* **Goal of the exercise**: Nothing in the records should be left out; transcribe them exactly.

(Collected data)
■ ■ ■ ■

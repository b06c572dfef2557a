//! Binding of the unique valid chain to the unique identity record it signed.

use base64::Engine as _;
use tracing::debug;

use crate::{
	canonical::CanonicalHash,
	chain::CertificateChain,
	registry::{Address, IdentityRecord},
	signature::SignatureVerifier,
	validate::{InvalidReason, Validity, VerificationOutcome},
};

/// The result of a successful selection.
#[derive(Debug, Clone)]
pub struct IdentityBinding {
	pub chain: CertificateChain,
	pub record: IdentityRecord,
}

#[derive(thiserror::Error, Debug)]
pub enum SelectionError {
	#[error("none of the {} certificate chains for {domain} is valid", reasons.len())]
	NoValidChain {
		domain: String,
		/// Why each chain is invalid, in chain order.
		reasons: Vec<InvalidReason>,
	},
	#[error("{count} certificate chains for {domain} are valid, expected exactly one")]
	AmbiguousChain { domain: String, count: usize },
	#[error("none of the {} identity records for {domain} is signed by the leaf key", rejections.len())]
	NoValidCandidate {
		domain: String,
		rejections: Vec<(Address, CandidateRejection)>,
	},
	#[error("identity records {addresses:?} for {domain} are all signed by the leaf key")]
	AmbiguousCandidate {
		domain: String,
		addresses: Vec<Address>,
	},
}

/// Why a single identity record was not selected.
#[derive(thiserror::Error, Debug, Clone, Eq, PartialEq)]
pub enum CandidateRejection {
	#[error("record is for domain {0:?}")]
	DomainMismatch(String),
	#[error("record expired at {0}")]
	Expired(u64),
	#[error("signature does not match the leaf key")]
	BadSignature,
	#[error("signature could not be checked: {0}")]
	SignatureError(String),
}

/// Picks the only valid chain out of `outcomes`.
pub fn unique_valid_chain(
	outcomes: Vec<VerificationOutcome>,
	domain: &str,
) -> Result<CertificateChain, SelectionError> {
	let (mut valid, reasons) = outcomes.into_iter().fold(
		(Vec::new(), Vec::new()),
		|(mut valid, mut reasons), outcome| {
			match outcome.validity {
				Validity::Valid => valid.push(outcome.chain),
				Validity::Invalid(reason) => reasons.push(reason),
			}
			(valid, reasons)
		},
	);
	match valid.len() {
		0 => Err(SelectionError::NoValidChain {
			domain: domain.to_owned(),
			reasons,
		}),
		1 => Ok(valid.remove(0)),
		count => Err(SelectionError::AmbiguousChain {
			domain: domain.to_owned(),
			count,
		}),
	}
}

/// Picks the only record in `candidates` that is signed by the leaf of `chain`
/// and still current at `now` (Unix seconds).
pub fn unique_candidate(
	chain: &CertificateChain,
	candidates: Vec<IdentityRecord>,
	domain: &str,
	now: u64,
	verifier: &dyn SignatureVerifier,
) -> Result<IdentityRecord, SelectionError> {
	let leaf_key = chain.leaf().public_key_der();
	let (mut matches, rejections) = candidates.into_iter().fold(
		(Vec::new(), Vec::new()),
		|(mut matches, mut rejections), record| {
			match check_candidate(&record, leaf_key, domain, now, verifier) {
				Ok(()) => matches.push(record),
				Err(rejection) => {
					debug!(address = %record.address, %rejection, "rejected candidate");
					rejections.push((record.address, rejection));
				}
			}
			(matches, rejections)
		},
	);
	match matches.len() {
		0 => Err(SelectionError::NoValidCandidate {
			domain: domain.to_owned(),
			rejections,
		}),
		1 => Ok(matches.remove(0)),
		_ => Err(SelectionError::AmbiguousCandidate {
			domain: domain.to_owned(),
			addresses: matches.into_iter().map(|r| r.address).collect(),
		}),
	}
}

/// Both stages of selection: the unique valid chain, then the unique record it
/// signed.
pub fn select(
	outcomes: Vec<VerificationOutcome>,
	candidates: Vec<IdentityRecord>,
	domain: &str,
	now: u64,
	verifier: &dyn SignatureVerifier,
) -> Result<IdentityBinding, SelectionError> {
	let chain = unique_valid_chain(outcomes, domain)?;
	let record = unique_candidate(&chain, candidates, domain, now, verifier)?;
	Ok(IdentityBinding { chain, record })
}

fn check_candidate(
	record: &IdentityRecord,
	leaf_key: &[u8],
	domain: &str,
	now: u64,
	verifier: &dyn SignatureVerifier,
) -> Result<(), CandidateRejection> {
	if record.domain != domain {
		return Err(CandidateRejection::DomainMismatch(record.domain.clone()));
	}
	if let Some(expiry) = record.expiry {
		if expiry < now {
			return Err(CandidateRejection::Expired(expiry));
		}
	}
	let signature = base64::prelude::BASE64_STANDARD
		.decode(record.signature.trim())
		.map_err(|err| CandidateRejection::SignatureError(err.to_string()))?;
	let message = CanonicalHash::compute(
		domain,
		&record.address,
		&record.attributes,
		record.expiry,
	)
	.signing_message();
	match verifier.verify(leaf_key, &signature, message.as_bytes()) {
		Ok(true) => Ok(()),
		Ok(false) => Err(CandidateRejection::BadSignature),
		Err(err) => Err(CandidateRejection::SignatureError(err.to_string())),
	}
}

■ ■ ■ ■

* **Problem solution**:
repository b06c572dfef2557a
//! Binding of the unique valid chain to the unique identity record it signed.

use base64::Engine as _;
use tracing::debug;

use crate::{
	canonical::CanonicalHash,
	chain::CertificateChain,
	registry::{Address, IdentityRecord},
	signature::SignatureVerifier,
	validate::{InvalidReason, Validity, VerificationOutcome},
};

/// The result of a successful selection.
#[derive(Debug, Clone)]
pub struct IdentityBinding {
	pub chain: CertificateChain,
	pub record: IdentityRecord,
}

#[derive(thiserror::Error, Debug)]
pub enum SelectionError {
	#[error("none of the {} certificate chains for {domain} is valid", reasons.len())]
	NoValidChain {
		domain: String,
		/// Why each chain is invalid, in chain order.
		reasons: Vec<InvalidReason>,
	},
	#[error("{count} certificate chains for {domain} are valid, expected exactly one")]
	AmbiguousChain { domain: String, count: usize },
	#[error("none of the {} identity records for {domain} is signed by the leaf key", rejections.len())]
	NoValidCandidate {
		domain: String,
		rejections: Vec<(Address, CandidateRejection)>,
	},
	#[error("identity records {addresses:?} for {domain} are all signed by the leaf key")]
	AmbiguousCandidate {
		domain: String,
		addresses: Vec<Address>,
	},
}

/// Why a single identity record was not selected.
#[derive(thiserror::Error, Debug, Clone, Eq, PartialEq)]
pub enum CandidateRejection {
	#[error("record is for domain {0:?}")]
	DomainMismatch(String),
	#[error("record expired at {0}")]
	Expired(u64),
	#[error("signature does not match the leaf key")]
	BadSignature,
	#[error("signature could not be checked: {0}")]
	SignatureError(String),
}

/// Picks the only valid chain out of `outcomes`.
pub fn unique_valid_chain(
	outcomes: Vec<VerificationOutcome>,
	domain: &str,
) -> Result<CertificateChain, SelectionError> {
	let (mut valid, reasons) = outcomes.into_iter().fold(
		(Vec::new(), Vec::new()),
		|(mut valid, mut reasons), outcome| {
			match outcome.validity {
				Validity::Valid => valid.push(outcome.chain),
				Validity::Invalid(reason) => reasons.push(reason),
			}
			(valid, reasons)
		},
	);
	match valid.len() {
		0 => Err(SelectionError::NoValidChain {
			domain: domain.to_owned(),
			reasons,
		}),
		1 => Ok(valid.remove(0)),
		count => Err(SelectionError::AmbiguousChain {
			domain: domain.to_owned(),
			count,
		}),
	}
}

/// Picks the only record in `candidates` that is signed by the leaf of `chain`
/// and still current at `now` (Unix seconds).
pub fn unique_candidate(
	chain: &CertificateChain,
	candidates: Vec<IdentityRecord>,
	domain: &str,
	now: u64,
	verifier: &dyn SignatureVerifier,
) -> Result<IdentityRecord, SelectionError> {
	let leaf_key = chain.leaf().public_key_der();
	let (mut matches, rejections) = candidates.into_iter().fold(
		(Vec::new(), Vec::new()),
		|(mut matches, mut rejections), record| {
			match check_candidate(&record, leaf_key, domain, now, verifier) {
				Ok(()) => matches.push(record),
				Err(rejection) => {
					debug!(address = %record.address, %rejection, "rejected candidate");
					rejections.push((record.address, rejection));
				}
			}
			(matches, rejections)
		},
	);
	match matches.len() {
		0 => Err(SelectionError::NoValidCandidate {
			domain: domain.to_owned(),
			rejections,
		}),
		1 => Ok(matches.remove(0)),
		_ => Err(SelectionError::AmbiguousCandidate {
			domain: domain.to_owned(),
			addresses: matches.into_iter().map(|r| r.address).collect(),
		}),
	}
}

/// Both stages of selection: the unique valid chain, then the unique record it
/// signed.
pub fn select(
	outcomes: Vec<VerificationOutcome>,
	candidates: Vec<IdentityRecord>,
	domain: &str,
	now: u64,
	verifier: &dyn SignatureVerifier,
) -> Result<IdentityBinding, SelectionError> {
	let chain = unique_valid_chain(outcomes, domain)?;
	let record = unique_candidate(&chain, candidates, domain, now, verifier)?;
	Ok(IdentityBinding { chain, record })
}

fn check_candidate(
	record: &IdentityRecord,
	leaf_key: &[u8],
	domain: &str,
	now: u64,
	verifier: &dyn SignatureVerifier,
) -> Result<(), CandidateRejection> {
	if record.domain != domain {
		return Err(CandidateRejection::DomainMismatch(record.domain.clone()));
	}
	if let Some(expiry) = record.expiry {
		if expiry < now {
			return Err(CandidateRejection::Expired(expiry));
		}
	}
	let signature = base64::prelude::BASE64_STANDARD
		.decode(record.signature.trim())
		.map_err(|err| CandidateRejection::SignatureError(err.to_string()))?;
	let message = CanonicalHash::compute(
		domain,
		&record.address,
		&record.attributes,
		record.expiry,
	)
	.signing_message();
	match verifier.verify(leaf_key, &signature, message.as_bytes()) {
		Ok(true) => Ok(()),
		Ok(false) => Err(CandidateRejection::BadSignature),
		Err(err) => Err(CandidateRejection::SignatureError(err.to_string())),
	}
}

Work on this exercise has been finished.